Forbid yourself to use your memoir to shame people.

 

Refrain from humiliating anyone.

 

Refuse to get even.

 

Writing a memoir can bring much-needed healing

to you, the writer.

 

And writing can help break the cycle

of hand-me-down hang-ups

that crippled your family’s generations—

 

but focus on the right reason to write about your people.

 

“God’s Word clearly expresses

what a good and effective teacher the past can be.

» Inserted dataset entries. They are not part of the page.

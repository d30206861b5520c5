//! Common test utilities for data updater integration tests
//!
//! Builds a [`DataUpdater`] over in-memory storage and tables with a fixed clock, so
//! every test can assert on the exact calls made and on archive keys.

#![allow(dead_code)]

use chrono::{DateTime, TimeZone, Utc};
use data_updater::config::{StorageLayout, UpdaterConfig};
use data_updater::storage::memory::{MemoryObjectStore, StoreCall};
use data_updater::table::memory::{MemoryTableRegistry, RegistryCall};
use data_updater::{DataUpdater, StagedObject};
use std::sync::Arc;

pub const STAGE_BUCKET: &str = "data-lake-stage";
pub const CONFIG_BUCKET: &str = "data-lake-config";
pub const RULES_KEY: &str = "data_updater_config.json";
pub const FINAL_BUCKET: &str = "data-lake-final";

pub const RULES: &str = r#"{
    "Files": {
        "prices.csv": { "PrimaryKey": "product_id" },
        "stock.csv": { "PrimaryKey": ["warehouse", "product_id"] }
    }
}"#;

/// 2024-03-01 09:05:42 UTC
pub fn fixed_clock() -> DateTime<Utc> {
    Utc.with_ymd_and_hms(2024, 3, 1, 9, 5, 42).unwrap()
}

pub struct TestEnvironment {
    pub store: Arc<MemoryObjectStore>,
    pub registry: Arc<MemoryTableRegistry>,
    pub config: UpdaterConfig,
}

impl TestEnvironment {
    /// Rules document in place, no tables.
    pub fn new() -> Self {
        Self::with_registry(MemoryTableRegistry::new())
    }

    pub fn with_registry(registry: MemoryTableRegistry) -> Self {
        let store = Arc::new(MemoryObjectStore::new());
        store.insert(CONFIG_BUCKET, RULES_KEY, RULES.as_bytes().to_vec());

        Self {
            store,
            registry: Arc::new(registry),
            config: UpdaterConfig::new(CONFIG_BUCKET, RULES_KEY, FINAL_BUCKET),
        }
    }

    pub fn layout(mut self, layout: StorageLayout) -> Self {
        self.config.layout = layout;
        self
    }

    pub fn chunk_size(mut self, size: usize) -> Self {
        self.config.batch_chunk_size = size;
        self
    }

    /// Stage a file and return the object the notification would name.
    pub fn stage(&self, key: &str, content: &str) -> StagedObject {
        self.store
            .insert(STAGE_BUCKET, key, content.as_bytes().to_vec());
        StagedObject::new(STAGE_BUCKET, key)
    }

    pub fn updater(&self) -> DataUpdater {
        DataUpdater::new(
            self.config.clone(),
            self.store.clone(),
            self.registry.clone(),
        )
        .with_clock(fixed_clock)
    }

    pub fn table_calls(&self) -> Vec<RegistryCall> {
        self.registry.calls()
    }

    /// Table calls other than the existence check
    pub fn table_writes(&self) -> Vec<RegistryCall> {
        self.registry
            .calls()
            .into_iter()
            .filter(|c| !matches!(c, RegistryCall::ListTables))
            .collect()
    }

    /// Copy calls, i.e. relocations, as `(dest_bucket, dest_key)`
    pub fn relocations(&self) -> Vec<(String, String)> {
        self.store
            .calls()
            .into_iter()
            .filter_map(|c| match c {
                StoreCall::Copy {
                    dest_bucket,
                    dest_key,
                    ..
                } => Some((dest_bucket, dest_key)),
                _ => None,
            })
            .collect()
    }

    pub fn final_object(&self, key: &str) -> Option<String> {
        self.store
            .object(FINAL_BUCKET, key)
            .map(|body| String::from_utf8_lossy(&body).into_owned())
    }
}

/// `count` rows of `product_id;name;price`
pub fn prices_file(count: usize) -> String {
    let mut lines = vec!["product_id;name;price".to_string()];
    lines.extend((0..count).map(|i| format!("p-{i:03};item {i};{}.99", i + 1)));
    lines.join("\n")
}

The past will be a good teacher

if we will simply approach it as a good student,

from the perspective of what we can gain

and how God can use it for His glory.”

(Beth Moore, Breaking Free)

 

Do everything you must to be at peace with God:

  • Recognize that like your parents and grandparents, you have made and will make mistakes in your marriage, in raising children, and in relating to grandchildren.
  • Your malfunctions might be different from those of your parents or grandparents but, be assured, you have your own shortcomings and failures.
  • Ask for God’s forgiveness.
  • Accept His forgiveness.
  • Allow God to wrap you in His grace and mercy.

 

Wrapped in God’s grace and mercythat’s where you find peace with God.

 

Then pass it on: In writing your memoir,

you don’t need to act as if sins against you and others

were somehow okay.

They weren’t.

But I encourage you to extend to your ancestors

the same forgiveness, grace, and mercy God extended to you.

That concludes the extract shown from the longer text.